EXERCISE DESCRIPTION:
Word for word, set down every line of the entries below from the line with "let raw = String::deserialize(deserializer)?;" to the line with "let is_digit = ch.is_ascii_digit();", including both, and no other line.

◇ ◇ ◇

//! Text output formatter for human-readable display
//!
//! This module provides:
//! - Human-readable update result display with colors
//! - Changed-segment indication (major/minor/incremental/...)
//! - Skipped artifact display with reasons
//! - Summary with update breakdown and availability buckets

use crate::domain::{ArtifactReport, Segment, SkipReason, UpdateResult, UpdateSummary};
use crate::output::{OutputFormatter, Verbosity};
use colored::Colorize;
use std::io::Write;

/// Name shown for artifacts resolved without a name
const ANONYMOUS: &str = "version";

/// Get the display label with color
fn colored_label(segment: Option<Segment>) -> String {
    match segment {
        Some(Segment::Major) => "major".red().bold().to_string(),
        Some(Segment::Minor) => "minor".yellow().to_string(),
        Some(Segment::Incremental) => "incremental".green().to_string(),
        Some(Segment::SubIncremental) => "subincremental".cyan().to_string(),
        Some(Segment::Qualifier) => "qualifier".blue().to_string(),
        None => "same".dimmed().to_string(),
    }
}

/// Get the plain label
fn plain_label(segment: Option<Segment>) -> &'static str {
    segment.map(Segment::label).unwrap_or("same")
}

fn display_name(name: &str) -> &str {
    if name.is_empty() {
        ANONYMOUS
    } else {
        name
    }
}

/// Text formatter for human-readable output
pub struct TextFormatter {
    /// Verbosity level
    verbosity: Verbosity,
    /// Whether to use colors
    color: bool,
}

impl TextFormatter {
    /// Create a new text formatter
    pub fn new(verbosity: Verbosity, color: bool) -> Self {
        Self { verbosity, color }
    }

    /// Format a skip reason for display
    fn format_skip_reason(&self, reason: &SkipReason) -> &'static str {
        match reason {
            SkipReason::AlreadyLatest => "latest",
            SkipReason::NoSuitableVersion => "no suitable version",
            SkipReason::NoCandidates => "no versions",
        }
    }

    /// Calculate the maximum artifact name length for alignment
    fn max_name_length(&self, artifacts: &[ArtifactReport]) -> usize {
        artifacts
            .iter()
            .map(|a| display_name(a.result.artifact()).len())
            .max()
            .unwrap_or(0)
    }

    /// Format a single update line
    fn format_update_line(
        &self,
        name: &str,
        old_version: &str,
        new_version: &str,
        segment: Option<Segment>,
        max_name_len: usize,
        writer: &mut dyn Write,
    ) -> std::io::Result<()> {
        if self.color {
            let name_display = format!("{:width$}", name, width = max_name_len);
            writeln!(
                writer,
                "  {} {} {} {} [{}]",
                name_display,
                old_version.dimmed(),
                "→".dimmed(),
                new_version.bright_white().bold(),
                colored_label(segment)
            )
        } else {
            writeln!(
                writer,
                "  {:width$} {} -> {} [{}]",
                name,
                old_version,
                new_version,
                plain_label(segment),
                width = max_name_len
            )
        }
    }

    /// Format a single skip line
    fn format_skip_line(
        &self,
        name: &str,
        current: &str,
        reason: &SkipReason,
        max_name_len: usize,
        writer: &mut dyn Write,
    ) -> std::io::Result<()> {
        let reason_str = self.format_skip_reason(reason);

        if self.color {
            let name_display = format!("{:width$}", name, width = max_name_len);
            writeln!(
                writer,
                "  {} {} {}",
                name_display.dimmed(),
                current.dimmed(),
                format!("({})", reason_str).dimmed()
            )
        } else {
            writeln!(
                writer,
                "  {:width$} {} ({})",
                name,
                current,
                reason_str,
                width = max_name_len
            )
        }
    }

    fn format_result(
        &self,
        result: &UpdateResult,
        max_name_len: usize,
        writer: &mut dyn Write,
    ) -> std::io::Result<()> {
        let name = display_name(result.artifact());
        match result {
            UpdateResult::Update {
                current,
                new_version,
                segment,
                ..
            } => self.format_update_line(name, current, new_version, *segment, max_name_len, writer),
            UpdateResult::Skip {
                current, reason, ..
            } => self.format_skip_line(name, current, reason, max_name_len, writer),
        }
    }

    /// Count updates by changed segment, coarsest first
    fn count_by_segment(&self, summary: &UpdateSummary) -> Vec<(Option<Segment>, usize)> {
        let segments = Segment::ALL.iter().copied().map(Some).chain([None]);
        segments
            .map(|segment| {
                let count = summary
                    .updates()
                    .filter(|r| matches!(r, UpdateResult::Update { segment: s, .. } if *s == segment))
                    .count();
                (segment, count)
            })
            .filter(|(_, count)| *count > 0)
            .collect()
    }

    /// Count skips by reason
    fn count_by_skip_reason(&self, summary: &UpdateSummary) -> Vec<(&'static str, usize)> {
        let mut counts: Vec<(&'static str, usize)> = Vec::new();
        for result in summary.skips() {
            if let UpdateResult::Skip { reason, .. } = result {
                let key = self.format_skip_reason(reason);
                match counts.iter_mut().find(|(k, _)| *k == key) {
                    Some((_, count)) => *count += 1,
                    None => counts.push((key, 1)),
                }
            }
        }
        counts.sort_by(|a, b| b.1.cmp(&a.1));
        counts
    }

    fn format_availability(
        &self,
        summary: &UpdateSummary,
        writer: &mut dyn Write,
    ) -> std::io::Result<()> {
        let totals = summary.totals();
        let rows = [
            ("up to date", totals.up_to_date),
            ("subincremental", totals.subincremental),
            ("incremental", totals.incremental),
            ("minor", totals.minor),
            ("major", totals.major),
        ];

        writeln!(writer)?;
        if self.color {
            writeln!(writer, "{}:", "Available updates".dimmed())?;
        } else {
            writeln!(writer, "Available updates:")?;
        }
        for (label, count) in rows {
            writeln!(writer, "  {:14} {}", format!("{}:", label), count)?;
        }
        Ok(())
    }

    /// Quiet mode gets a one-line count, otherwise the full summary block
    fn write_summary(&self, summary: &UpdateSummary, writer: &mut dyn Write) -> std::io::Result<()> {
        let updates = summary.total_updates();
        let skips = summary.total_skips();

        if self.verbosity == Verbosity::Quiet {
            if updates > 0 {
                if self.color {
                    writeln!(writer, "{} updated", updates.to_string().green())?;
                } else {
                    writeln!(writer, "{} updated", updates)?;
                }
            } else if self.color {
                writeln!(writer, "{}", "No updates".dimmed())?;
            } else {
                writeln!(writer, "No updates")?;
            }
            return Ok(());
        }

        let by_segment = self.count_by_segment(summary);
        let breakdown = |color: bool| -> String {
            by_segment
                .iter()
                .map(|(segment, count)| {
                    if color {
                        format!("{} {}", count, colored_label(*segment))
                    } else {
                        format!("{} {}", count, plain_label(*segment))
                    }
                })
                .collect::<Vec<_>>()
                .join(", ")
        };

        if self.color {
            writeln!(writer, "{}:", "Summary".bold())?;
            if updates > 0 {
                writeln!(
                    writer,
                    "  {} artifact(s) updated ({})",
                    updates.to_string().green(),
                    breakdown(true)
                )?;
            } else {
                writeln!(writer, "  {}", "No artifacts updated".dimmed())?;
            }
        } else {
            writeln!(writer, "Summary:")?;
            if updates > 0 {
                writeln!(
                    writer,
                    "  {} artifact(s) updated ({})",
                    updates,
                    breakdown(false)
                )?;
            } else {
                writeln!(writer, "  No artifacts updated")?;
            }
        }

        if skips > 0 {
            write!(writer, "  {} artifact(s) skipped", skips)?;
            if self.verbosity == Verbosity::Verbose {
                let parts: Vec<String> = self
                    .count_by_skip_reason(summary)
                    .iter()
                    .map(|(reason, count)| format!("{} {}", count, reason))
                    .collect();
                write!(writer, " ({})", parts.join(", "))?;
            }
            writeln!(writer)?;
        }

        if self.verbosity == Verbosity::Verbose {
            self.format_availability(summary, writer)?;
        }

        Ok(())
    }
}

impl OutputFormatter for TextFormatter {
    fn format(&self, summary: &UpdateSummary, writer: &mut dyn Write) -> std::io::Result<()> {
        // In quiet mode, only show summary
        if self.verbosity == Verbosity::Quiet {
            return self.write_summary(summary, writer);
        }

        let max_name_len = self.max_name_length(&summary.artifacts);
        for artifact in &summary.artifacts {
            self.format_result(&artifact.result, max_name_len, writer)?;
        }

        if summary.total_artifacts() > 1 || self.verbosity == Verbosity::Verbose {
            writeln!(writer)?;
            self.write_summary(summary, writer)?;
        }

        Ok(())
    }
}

◇ ◇ ◇

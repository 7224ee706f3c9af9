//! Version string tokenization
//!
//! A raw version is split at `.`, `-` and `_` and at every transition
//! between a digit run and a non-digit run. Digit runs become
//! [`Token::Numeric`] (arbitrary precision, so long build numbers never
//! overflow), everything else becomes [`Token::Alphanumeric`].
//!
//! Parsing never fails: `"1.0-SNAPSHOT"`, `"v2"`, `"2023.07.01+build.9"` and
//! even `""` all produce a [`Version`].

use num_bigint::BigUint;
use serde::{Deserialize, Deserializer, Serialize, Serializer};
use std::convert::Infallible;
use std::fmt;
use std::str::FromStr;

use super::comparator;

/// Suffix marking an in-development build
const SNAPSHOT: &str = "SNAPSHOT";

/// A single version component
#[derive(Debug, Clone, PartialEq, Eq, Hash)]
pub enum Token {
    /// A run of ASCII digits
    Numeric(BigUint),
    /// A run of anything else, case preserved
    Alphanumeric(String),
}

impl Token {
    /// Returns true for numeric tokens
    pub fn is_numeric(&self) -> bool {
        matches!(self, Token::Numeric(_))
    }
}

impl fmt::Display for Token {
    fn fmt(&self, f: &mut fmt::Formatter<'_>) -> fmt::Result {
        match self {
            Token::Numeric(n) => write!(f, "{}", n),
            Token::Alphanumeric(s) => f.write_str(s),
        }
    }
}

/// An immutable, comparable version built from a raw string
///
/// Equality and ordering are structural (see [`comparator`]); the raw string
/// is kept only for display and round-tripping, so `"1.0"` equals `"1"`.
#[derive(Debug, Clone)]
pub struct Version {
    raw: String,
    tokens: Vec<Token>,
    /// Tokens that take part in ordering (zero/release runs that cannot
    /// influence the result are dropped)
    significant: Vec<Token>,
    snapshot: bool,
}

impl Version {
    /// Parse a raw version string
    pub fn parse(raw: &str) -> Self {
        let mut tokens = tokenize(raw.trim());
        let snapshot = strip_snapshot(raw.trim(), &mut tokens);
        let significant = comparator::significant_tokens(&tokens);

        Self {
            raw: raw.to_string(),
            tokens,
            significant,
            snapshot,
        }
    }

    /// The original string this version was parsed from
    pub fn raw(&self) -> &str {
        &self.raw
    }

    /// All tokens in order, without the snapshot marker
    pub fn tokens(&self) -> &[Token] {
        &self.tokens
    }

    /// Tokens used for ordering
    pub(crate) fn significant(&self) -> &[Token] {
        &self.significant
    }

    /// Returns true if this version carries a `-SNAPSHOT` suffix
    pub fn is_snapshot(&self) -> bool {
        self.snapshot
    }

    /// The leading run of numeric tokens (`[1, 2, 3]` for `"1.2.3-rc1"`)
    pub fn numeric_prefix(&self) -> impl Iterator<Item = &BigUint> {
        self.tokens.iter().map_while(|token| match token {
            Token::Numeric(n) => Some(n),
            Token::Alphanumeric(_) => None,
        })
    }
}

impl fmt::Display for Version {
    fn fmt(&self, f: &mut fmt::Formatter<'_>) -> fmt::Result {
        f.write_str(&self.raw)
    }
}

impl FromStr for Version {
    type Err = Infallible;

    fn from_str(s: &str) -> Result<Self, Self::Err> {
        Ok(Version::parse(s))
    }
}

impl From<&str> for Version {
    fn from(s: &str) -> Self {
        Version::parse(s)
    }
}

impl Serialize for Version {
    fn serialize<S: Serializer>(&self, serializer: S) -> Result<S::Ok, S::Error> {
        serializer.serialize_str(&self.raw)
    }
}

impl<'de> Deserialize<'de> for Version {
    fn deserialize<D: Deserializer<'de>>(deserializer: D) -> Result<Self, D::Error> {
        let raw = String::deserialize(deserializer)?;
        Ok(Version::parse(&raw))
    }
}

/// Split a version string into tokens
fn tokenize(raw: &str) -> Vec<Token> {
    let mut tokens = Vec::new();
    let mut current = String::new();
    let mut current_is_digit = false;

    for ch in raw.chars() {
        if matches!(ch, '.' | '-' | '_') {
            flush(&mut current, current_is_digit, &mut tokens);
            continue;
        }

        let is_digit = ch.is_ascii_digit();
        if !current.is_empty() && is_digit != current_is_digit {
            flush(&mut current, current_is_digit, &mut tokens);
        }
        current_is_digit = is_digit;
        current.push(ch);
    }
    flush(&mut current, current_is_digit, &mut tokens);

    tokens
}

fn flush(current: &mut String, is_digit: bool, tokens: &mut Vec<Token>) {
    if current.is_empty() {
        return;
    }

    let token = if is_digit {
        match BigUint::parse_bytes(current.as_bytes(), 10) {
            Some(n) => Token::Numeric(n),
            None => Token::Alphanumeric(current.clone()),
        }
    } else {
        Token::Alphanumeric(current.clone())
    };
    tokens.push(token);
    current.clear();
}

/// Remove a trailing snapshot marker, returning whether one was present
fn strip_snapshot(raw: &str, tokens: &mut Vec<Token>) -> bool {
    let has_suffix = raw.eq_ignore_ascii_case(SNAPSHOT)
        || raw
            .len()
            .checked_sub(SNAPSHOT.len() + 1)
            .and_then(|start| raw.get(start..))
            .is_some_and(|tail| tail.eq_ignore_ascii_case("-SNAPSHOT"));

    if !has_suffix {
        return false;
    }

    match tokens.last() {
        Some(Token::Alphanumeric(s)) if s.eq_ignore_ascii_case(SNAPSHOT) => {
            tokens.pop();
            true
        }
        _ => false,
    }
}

◇ ◇ ◇

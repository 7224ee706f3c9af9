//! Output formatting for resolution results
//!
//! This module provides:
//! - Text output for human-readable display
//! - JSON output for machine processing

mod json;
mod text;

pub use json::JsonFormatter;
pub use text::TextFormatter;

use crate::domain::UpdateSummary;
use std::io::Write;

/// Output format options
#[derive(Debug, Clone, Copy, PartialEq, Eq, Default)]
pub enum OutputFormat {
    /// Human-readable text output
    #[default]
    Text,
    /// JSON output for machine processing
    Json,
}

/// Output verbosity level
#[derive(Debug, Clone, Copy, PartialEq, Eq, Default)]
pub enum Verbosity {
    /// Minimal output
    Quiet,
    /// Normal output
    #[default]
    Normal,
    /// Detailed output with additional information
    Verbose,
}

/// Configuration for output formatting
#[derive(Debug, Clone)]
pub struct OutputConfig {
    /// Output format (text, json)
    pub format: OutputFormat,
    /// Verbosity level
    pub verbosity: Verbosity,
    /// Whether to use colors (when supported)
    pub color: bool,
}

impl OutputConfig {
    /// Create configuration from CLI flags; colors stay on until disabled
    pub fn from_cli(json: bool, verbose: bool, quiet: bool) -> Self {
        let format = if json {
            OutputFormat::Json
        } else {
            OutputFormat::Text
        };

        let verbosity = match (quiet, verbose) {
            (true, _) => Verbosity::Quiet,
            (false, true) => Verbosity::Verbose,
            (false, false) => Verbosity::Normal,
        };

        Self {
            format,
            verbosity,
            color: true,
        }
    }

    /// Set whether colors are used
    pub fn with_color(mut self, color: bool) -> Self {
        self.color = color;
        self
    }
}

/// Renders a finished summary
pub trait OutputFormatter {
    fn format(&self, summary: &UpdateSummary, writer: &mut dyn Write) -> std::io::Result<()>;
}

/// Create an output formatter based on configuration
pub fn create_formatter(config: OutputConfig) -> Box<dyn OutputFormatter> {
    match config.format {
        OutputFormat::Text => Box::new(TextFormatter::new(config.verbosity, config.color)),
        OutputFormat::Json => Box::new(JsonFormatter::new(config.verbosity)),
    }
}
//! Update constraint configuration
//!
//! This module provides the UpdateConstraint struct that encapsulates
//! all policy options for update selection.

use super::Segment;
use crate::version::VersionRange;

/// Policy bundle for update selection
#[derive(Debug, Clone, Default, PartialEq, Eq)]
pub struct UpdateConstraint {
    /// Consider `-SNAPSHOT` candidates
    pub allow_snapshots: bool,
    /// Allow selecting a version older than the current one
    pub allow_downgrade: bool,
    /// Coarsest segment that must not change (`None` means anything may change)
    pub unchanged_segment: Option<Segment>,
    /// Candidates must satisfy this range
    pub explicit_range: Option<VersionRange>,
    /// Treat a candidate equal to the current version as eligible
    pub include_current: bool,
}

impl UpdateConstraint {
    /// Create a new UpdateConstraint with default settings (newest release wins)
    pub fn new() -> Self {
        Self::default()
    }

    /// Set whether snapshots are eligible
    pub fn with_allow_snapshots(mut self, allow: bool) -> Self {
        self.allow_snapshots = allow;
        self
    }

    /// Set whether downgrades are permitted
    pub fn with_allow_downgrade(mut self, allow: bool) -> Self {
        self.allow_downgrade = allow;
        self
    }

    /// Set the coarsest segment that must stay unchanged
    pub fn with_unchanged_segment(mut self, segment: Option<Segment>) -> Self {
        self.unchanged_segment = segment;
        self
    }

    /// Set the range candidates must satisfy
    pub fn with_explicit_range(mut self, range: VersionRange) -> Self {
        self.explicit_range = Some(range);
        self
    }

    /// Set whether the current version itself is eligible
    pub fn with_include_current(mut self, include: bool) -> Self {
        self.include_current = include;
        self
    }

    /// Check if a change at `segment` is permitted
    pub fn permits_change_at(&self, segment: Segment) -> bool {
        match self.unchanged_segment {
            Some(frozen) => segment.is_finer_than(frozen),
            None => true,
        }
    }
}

◇ ◇ ◇

PROBLEM SOLUTION:
        let raw = String::deserialize(deserializer)?;
        Ok(Version::parse(&raw))
    }
}

/// Split a version string into tokens
fn tokenize(raw: &str) -> Vec<Token> {
    let mut tokens = Vec::new();
    let mut current = String::new();
    let mut current_is_digit = false;

    for ch in raw.chars() {
        if matches!(ch, '.' | '-' | '_') {
            flush(&mut current, current_is_digit, &mut tokens);
            continue;
        }

        let is_digit = ch.is_ascii_digit();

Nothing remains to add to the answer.